#### SUPPLIED ENTRIES

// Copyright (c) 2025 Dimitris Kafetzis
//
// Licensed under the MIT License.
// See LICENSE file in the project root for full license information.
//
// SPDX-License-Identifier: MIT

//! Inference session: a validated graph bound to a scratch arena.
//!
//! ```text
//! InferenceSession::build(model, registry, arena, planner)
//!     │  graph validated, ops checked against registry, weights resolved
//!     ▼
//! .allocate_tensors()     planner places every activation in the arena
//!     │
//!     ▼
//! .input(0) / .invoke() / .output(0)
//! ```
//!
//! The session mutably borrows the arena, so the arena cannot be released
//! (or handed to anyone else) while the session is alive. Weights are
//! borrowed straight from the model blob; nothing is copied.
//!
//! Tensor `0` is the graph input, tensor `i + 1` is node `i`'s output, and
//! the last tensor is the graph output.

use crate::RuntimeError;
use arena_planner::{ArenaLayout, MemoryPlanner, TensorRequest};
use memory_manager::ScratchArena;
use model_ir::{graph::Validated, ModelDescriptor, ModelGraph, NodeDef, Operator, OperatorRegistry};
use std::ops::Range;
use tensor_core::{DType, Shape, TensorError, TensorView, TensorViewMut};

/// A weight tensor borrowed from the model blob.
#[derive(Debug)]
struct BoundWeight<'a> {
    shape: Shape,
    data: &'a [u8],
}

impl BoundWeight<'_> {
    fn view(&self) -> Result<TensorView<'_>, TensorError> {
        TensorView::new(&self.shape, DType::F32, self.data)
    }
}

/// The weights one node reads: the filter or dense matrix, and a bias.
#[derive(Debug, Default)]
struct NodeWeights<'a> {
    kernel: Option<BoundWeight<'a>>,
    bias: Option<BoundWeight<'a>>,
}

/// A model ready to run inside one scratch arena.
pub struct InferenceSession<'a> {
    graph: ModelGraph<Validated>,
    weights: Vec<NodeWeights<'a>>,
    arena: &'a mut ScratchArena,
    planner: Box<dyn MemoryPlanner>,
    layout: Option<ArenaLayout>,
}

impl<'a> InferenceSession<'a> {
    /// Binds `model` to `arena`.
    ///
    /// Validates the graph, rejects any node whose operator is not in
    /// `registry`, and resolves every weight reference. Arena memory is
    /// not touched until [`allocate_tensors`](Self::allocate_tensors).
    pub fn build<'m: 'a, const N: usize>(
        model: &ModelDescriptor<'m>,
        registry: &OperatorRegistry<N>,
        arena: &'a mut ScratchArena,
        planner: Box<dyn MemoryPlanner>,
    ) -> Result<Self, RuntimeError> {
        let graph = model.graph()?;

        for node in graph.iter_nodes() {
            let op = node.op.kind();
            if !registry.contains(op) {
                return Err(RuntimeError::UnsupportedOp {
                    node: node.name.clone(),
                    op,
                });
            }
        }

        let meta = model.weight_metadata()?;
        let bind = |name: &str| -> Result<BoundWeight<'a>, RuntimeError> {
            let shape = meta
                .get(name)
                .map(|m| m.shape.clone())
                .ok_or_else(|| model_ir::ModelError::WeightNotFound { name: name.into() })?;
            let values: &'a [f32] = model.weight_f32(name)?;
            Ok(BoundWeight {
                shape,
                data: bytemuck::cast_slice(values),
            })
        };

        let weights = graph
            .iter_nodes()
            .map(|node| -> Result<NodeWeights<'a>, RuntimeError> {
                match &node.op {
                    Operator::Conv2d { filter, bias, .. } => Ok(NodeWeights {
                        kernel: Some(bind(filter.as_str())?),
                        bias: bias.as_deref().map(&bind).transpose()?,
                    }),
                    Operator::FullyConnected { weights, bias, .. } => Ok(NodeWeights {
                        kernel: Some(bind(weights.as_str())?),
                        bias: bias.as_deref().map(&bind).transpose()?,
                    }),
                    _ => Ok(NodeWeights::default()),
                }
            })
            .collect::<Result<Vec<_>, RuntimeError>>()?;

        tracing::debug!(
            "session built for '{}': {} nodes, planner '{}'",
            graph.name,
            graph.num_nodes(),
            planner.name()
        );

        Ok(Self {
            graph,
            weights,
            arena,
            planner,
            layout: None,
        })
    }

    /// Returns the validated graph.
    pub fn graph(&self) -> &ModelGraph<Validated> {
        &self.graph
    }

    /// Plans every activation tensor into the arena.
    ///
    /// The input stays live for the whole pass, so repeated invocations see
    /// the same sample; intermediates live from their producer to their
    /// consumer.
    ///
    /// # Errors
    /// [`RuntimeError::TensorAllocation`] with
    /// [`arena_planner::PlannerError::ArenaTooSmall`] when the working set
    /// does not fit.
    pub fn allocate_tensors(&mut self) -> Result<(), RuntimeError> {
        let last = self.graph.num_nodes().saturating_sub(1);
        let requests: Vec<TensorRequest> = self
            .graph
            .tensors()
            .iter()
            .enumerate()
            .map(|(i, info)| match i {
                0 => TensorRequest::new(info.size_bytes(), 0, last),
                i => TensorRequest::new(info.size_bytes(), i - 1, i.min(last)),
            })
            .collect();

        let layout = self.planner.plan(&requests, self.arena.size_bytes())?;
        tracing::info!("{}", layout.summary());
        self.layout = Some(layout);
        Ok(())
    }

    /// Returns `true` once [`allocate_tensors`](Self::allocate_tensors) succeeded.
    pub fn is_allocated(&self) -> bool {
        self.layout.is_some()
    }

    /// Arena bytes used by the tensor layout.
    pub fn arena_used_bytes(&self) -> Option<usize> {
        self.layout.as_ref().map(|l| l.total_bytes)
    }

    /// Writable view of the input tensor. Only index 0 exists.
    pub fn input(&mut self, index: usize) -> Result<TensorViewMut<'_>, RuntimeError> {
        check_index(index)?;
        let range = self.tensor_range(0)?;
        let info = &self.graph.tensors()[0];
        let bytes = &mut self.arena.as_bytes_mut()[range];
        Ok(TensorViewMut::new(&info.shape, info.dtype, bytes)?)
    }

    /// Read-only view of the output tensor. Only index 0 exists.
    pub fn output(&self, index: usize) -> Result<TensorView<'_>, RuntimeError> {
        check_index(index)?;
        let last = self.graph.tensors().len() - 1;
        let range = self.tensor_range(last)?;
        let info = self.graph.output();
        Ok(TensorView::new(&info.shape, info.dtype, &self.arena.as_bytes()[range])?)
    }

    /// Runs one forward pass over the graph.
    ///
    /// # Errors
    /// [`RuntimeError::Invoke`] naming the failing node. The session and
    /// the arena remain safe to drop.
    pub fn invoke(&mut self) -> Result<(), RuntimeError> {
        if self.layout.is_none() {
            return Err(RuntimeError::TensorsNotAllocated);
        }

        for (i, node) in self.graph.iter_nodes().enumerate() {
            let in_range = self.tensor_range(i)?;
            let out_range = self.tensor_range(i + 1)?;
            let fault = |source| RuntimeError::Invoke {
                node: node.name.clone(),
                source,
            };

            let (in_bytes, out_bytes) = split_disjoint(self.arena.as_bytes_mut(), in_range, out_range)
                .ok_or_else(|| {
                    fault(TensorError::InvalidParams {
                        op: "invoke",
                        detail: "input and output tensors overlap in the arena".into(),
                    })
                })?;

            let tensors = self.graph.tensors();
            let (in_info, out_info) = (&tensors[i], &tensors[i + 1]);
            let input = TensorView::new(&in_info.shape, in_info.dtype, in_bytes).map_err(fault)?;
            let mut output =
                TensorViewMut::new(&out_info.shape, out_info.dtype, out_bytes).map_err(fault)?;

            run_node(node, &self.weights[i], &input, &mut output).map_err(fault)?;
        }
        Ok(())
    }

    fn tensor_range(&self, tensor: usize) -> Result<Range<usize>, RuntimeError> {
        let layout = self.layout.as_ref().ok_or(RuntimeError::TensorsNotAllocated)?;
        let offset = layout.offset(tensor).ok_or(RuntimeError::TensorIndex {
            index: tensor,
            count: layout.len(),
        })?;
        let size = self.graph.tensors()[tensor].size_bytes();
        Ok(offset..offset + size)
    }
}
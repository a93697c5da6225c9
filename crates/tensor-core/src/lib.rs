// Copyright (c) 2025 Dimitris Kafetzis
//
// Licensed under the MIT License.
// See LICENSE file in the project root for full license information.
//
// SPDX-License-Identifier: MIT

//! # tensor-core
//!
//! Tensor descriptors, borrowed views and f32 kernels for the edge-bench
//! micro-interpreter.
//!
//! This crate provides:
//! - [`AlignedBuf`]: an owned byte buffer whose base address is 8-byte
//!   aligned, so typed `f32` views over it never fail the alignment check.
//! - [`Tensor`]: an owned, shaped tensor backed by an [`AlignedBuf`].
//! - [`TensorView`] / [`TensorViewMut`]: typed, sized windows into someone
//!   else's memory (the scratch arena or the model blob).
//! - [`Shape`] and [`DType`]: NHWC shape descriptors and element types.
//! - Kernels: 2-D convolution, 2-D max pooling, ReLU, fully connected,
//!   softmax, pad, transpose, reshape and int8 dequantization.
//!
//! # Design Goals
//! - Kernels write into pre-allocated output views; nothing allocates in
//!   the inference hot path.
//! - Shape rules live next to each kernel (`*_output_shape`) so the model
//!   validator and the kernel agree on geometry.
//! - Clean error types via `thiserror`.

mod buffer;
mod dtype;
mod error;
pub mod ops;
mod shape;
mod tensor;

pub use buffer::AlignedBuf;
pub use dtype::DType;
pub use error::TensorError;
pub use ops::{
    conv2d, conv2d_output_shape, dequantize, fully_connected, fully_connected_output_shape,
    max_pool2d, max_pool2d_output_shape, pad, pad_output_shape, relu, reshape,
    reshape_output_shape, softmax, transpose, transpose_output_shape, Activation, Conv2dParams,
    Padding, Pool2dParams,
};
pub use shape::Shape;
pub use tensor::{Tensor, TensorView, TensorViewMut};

########

** WORK INSTRUCTIONS **
Wherever the string "whose" appears in the data above, copy the line it sits in.

** EXERCISE ANSWER **
    /// Validates the graph, rejects any node whose operator is not in
//! - [`AlignedBuf`]: an owned byte buffer whose base address is 8-byte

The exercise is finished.